Task goal:
Once the line containing "Verifier::new(circuit).verify(&solver).unwrap()" is found in the records below, return it and each following line exactly, up to and including the line containing "directory does not", and nothing else.

(Data excerpts)
use cauchy_core::{Grid, Rhs, StateVector};
use cauchy_solvers::driver::Solver;

/// Parameters of the oscillator ODE.
#[derive(Debug, Clone, Copy, PartialEq)]
pub struct Params {
    /// The squared angular frequency ω².
    pub omega2: f64,
}

impl Params {
    /// Returns the angular frequency ω.
    #[must_use]
    pub fn omega(&self) -> f64 {
        self.omega2.sqrt()
    }
}

/// Right-hand side of the oscillator: `(q, I) ↦ (I, -ω² q)`.
#[derive(Debug, Clone, Copy, Default, PartialEq, Eq)]
pub struct LcRhs;

impl Rhs<2, Params> for LcRhs {
    fn derivative(&self, state: &StateVector<2>, params: &Params) -> StateVector<2> {
        StateVector::new([state[1], -params.omega2 * state[0]])
    }
}

/// The driver specialized to the oscillator.
pub type LcSolver<G> = Solver<2, Params, G, LcRhs>;

/// Physical setup of an LC circuit and its initial conditions.
///
/// The frequency and the conserved energy are defined together so the pair
/// is consistent: with `ω² = C / L`, the quantity `(C q² + L I²) / 2` has a
/// zero time derivative along every exact trajectory.
///
/// Positivity of `capacitance` and `inductance` is not checked here; build a
/// `Circuit` through [`Config::circuit`](crate::Config::circuit) to get it
/// validated.
#[derive(Debug, Clone, Copy, PartialEq)]
pub struct Circuit {
    pub capacitance: f64,
    pub inductance: f64,
    pub initial_charge: f64,
    pub initial_current: f64,
}

impl Circuit {
    /// Creates a circuit whose capacitor starts at `initial_voltage`.
    ///
    /// The initial charge is `initial_voltage / capacitance`.
    #[must_use]
    pub fn from_voltage(
        capacitance: f64,
        inductance: f64,
        initial_voltage: f64,
        initial_current: f64,
    ) -> Self {
        Self {
            capacitance,
            inductance,
            initial_charge: initial_voltage / capacitance,
            initial_current,
        }
    }

    /// Returns the ODE parameters for this circuit.
    #[must_use]
    pub fn params(&self) -> Params {
        Params {
            omega2: self.capacitance / self.inductance,
        }
    }

    /// Returns the initial state `(q0, I0)`.
    #[must_use]
    pub fn initial_state(&self) -> StateVector<2> {
        StateVector::new([self.initial_charge, self.initial_current])
    }

    /// Returns the energy `(C q² + L I²) / 2` of a state.
    #[must_use]
    pub fn energy(&self, state: &StateVector<2>) -> f64 {
        let (q, i) = (state[0], state[1]);
        0.5 * (self.capacitance * q * q + self.inductance * i * i)
    }

    /// Returns the energy of the initial state, conserved by the exact flow.
    #[must_use]
    pub fn total_energy(&self) -> f64 {
        self.energy(&self.initial_state())
    }

    /// Builds a driver for this circuit on `grid`.
    #[must_use]
    pub fn solver<G: Grid>(&self, grid: G) -> LcSolver<G> {
        Solver::new(self.params(), grid, self.initial_state(), LcRhs)
    }
}

#[cfg(test)]
mod tests {
    use super::*;

    use approx::assert_relative_eq;

    #[test]
    fn rhs_at_rest_and_displaced() {
        let params = Params { omega2: 1.0 };

        let at_rest = LcRhs.derivative(&StateVector::new([0.0, 0.0]), &params);
        assert_eq!(at_rest, StateVector::new([0.0, 0.0]));

        let displaced = LcRhs.derivative(&StateVector::new([2.0, 1.0]), &params);
        assert_eq!(displaced, StateVector::new([1.0, -2.0]));

        let stiff = LcRhs.derivative(&StateVector::new([2.0, 1.0]), &Params { omega2: 0.25 });
        assert_eq!(stiff, StateVector::new([1.0, -0.5]));
    }

    #[test]
    fn from_voltage_divides_by_capacitance() {
        let circuit = Circuit::from_voltage(2.0, 0.5, 3.0, -1.0);

        assert_relative_eq!(circuit.initial_charge, 1.5);
        assert_eq!(circuit.initial_state(), StateVector::new([1.5, -1.0]));
        assert_relative_eq!(circuit.params().omega2, 4.0);
        assert_relative_eq!(circuit.params().omega(), 2.0);
    }

    #[test]
    fn energy_of_initial_state() {
        let circuit = Circuit::from_voltage(1.0, 1.0, 1.0, 0.0);
        assert_relative_eq!(circuit.total_energy(), 0.5);

        let circuit = Circuit {
            capacitance: 2.0,
            inductance: 3.0,
            initial_charge: 1.0,
            initial_current: 2.0,
        };
        assert_relative_eq!(circuit.total_energy(), 0.5 * (2.0 + 12.0));
    }

    #[test]
    fn energy_rate_vanishes_along_the_flow() {
        let circuit = Circuit {
            capacitance: 2.0,
            inductance: 0.5,
            initial_charge: 0.3,
            initial_current: -0.7,
        };
        let y = circuit.initial_state();
        let dy = LcRhs.derivative(&y, &circuit.params());

        // dE/dt = C q q' + L I I'
        let rate = circuit.capacitance * y[0] * dy[0] + circuit.inductance * y[1] * dy[1];
        assert_relative_eq!(rate, 0.0, epsilon = 1e-15);
    }
}
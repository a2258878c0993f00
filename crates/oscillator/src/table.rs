//! Tabular text export of a [`Verification`].
//!
//! Each grid node becomes one line with the columns
//!
//! ```text
//! t  q  I  E  q_exact  I_exact  E_exact  abs_dev  rel_dev
//! ```
//!
//! The output is plain delimited text that spreadsheet tools, gnuplot and
//! pandas all read directly.
//!
//! # Example
//!
//! ```
//! use cauchy_oscillator::{Config, GridSpec, Verifier, table::{self, TableOptions}};
//! use cauchy_solvers::runge_kutta::Rk2;
//!
//! let config = Config { t_end: 1.0, grid: GridSpec::Nodes(3), ..Config::default() };
//! let circuit = config.circuit()?;
//! let mut solver = circuit.solver(config.grid()?);
//! solver.solve(&Rk2::new(circuit.params()));
//! let verification = Verifier::new(circuit).verify(&solver)?;
//!
//! let mut out = Vec::new();
//! table::write_table(&mut out, &verification, &TableOptions::default())?;
//!
//! let text = String::from_utf8(out)?;
//! assert_eq!(text.lines().count(), 4); // header + 3 nodes
//! # Ok::<(), Box<dyn std::error::Error>>(())
//! ```

use std::{
    fs::File,
    io::{self, BufWriter, Write},
    path::{Path, PathBuf},
};

use thiserror::Error;

use crate::{Row, Verification};

/// Column names, in output order.
pub const COLUMNS: [&str; 9] = [
    "t", "q", "I", "E", "q_exact", "I_exact", "E_exact", "abs_dev", "rel_dev",
];

/// Formatting options for [`write_table`].
///
/// Construct with [`TableOptions::new`] and chain builder methods as needed.
#[derive(Debug, Clone, Copy, PartialEq, Eq)]
pub struct TableOptions {
    delimiter: char,
    precision: usize,
    header: bool,
}

impl TableOptions {
    /// Creates options with defaults: tab-delimited, 10 significant decimals
    /// in scientific notation, with a header line.
    #[must_use]
    pub fn new() -> Self {
        Self {
            delimiter: '\t',
            precision: 10,
            header: true,
        }
    }

    /// Sets the column delimiter.
    #[must_use]
    pub fn delimiter(mut self, delimiter: char) -> Self {
        self.delimiter = delimiter;
        self
    }

    /// Sets the number of digits after the decimal point.
    #[must_use]
    pub fn precision(mut self, precision: usize) -> Self {
        self.precision = precision;
        self
    }

    /// Omits the header line.
    #[must_use]
    pub fn without_header(mut self) -> Self {
        self.header = false;
        self
    }
}

impl Default for TableOptions {
    fn default() -> Self {
        Self::new()
    }
}

/// Errors that can occur while exporting a table.
#[derive(Debug, Error)]
pub enum ExportError {
    #[error("failed to create {}", path.display())]
    Create {
        path: PathBuf,
        #[source]
        source: io::Error,
    },

    #[error("failed to write table")]
    Write(#[from] io::Error),
}

/// Writes `verification` as a delimited table to `writer`.
///
/// # Errors
///
/// Returns [`ExportError::Write`] if the writer fails.
pub fn write_table<W: Write>(
    writer: &mut W,
    verification: &Verification,
    options: &TableOptions,
) -> Result<(), ExportError> {
    let mut delimiter = [0; 4];
    let delimiter: &str = options.delimiter.encode_utf8(&mut delimiter);

    if options.header {
        writeln!(writer, "{}", COLUMNS.join(delimiter))?;
    }

    for row in verification.rows() {
        let line = row_values(row)
            .iter()
            .map(|value| format!("{value:.prec$e}", prec = options.precision))
            .collect::<Vec<_>>()
            .join(delimiter);
        writeln!(writer, "{line}")?;
    }

    Ok(())
}

/// Creates (or truncates) the file at `path` and writes the table into it.
///
/// # Errors
///
/// Returns [`ExportError::Create`] if the file cannot be created and
/// [`ExportError::Write`] if writing fails.
pub fn write_file(
    path: impl AsRef<Path>,
    verification: &Verification,
    options: &TableOptions,
) -> Result<(), ExportError> {
    let path = path.as_ref();
    let file = File::create(path).map_err(|source| ExportError::Create {
        path: path.to_path_buf(),
        source,
    })?;

    let mut writer = BufWriter::new(file);
    write_table(&mut writer, verification, options)?;
    writer.flush()?;

    Ok(())
}

fn row_values(row: &Row) -> [f64; 9] {
    [
        row.time,
        row.computed[0],
        row.computed[1],
        row.computed_energy,
        row.analytic[0],
        row.analytic[1],
        row.analytic_energy,
        row.abs_deviation,
        row.rel_deviation,
    ]
}

#[cfg(test)]
mod tests {
    use super::*;

    use cauchy_solvers::runge_kutta::Rk4;

    use crate::{Config, GridSpec, Verifier};

    fn small_verification() -> Verification {
        let config = Config {
            t_end: 1.0,
            grid: GridSpec::Nodes(5),
            ..Config::default()
        };
        let circuit = config.circuit().unwrap();
        let mut solver = circuit.solver(config.grid().unwrap());
        solver.solve(&Rk4::new(circuit.params()));
        Verifier::new(circuit).verify(&solver).unwrap()
    }

    fn render(options: &TableOptions) -> String {
        let mut out = Vec::new();
        write_table(&mut out, &small_verification(), options).unwrap();
        String::from_utf8(out).unwrap()
    }

    #[test]
    fn header_and_one_line_per_node() {
        let text = render(&TableOptions::default());
        let lines: Vec<&str> = text.lines().collect();

        assert_eq!(lines.len(), 6);
        assert_eq!(lines[0], "t\tq\tI\tE\tq_exact\tI_exact\tE_exact\tabs_dev\trel_dev");
        assert!(lines[1..].iter().all(|line| line.split('\t').count() == 9));
    }

    #[test]
    fn first_row_holds_the_initial_state() {
        let text = render(&TableOptions::new().without_header().precision(3));
        let first: Vec<&str> = text.lines().next().unwrap().split('\t').collect();

        assert_eq!(first[0], "0.000e0");
        assert_eq!(first[1], "1.000e0");
        assert_eq!(first[2], "0.000e0");
        assert_eq!(first[3], "5.000e-1");
    }

    #[test]
    fn custom_delimiter() {
        let text = render(&TableOptions::new().delimiter(',').without_header());
        for line in text.lines() {
            let values: Vec<f64> = line.split(',').map(|v| v.parse().unwrap()).collect();
            assert_eq!(values.len(), 9);
        }
    }

    #[test]
    fn write_file_round_trip() {
        let path = std::env::temp_dir().join(format!(
            "cauchy-oscillator-table-{}.tsv",
            std::process::id()
        ));

        write_file(&path, &small_verification(), &TableOptions::default()).unwrap();
        let text = std::fs::read_to_string(&path).unwrap();
        std::fs::remove_file(&path).unwrap();

        assert_eq!(text.lines().count(), 6);
    }

    #[test]
    fn create_failure_names_the_path() {
        let path = std::env::temp_dir()
            .join("cauchy-oscillator-missing-dir")
            .join("table.tsv");

        let err = write_file(&path, &small_verification(), &TableOptions::default())
            .expect_err("parent directory does not exist");

        assert!(matches!(err, ExportError::Create { .. }));
        assert!(err.to_string().contains("table.tsv"));
    }
}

Solved exercise:
        Verifier::new(circuit).verify(&solver).unwrap()
    }

    fn render(options: &TableOptions) -> String {
        let mut out = Vec::new();
        write_table(&mut out, &small_verification(), options).unwrap();
        String::from_utf8(out).unwrap()
    }

    #[test]
    fn header_and_one_line_per_node() {
        let text = render(&TableOptions::default());
        let lines: Vec<&str> = text.lines().collect();

        assert_eq!(lines.len(), 6);
        assert_eq!(lines[0], "t\tq\tI\tE\tq_exact\tI_exact\tE_exact\tabs_dev\trel_dev");
        assert!(lines[1..].iter().all(|line| line.split('\t').count() == 9));
    }

    #[test]
    fn first_row_holds_the_initial_state() {
        let text = render(&TableOptions::new().without_header().precision(3));
        let first: Vec<&str> = text.lines().next().unwrap().split('\t').collect();

        assert_eq!(first[0], "0.000e0");
        assert_eq!(first[1], "1.000e0");
        assert_eq!(first[2], "0.000e0");
        assert_eq!(first[3], "5.000e-1");
    }

    #[test]
    fn custom_delimiter() {
        let text = render(&TableOptions::new().delimiter(',').without_header());
        for line in text.lines() {
            let values: Vec<f64> = line.split(',').map(|v| v.parse().unwrap()).collect();
            assert_eq!(values.len(), 9);
        }
    }

    #[test]
    fn write_file_round_trip() {
        let path = std::env::temp_dir().join(format!(
            "cauchy-oscillator-table-{}.tsv",
            std::process::id()
        ));

        write_file(&path, &small_verification(), &TableOptions::default()).unwrap();
        let text = std::fs::read_to_string(&path).unwrap();
        std::fs::remove_file(&path).unwrap();

        assert_eq!(text.lines().count(), 6);
    }

    #[test]
    fn create_failure_names_the_path() {
        let path = std::env::temp_dir()
            .join("cauchy-oscillator-missing-dir")
            .join("table.tsv");

        let err = write_file(&path, &small_verification(), &TableOptions::default())
            .expect_err("parent directory does not exist");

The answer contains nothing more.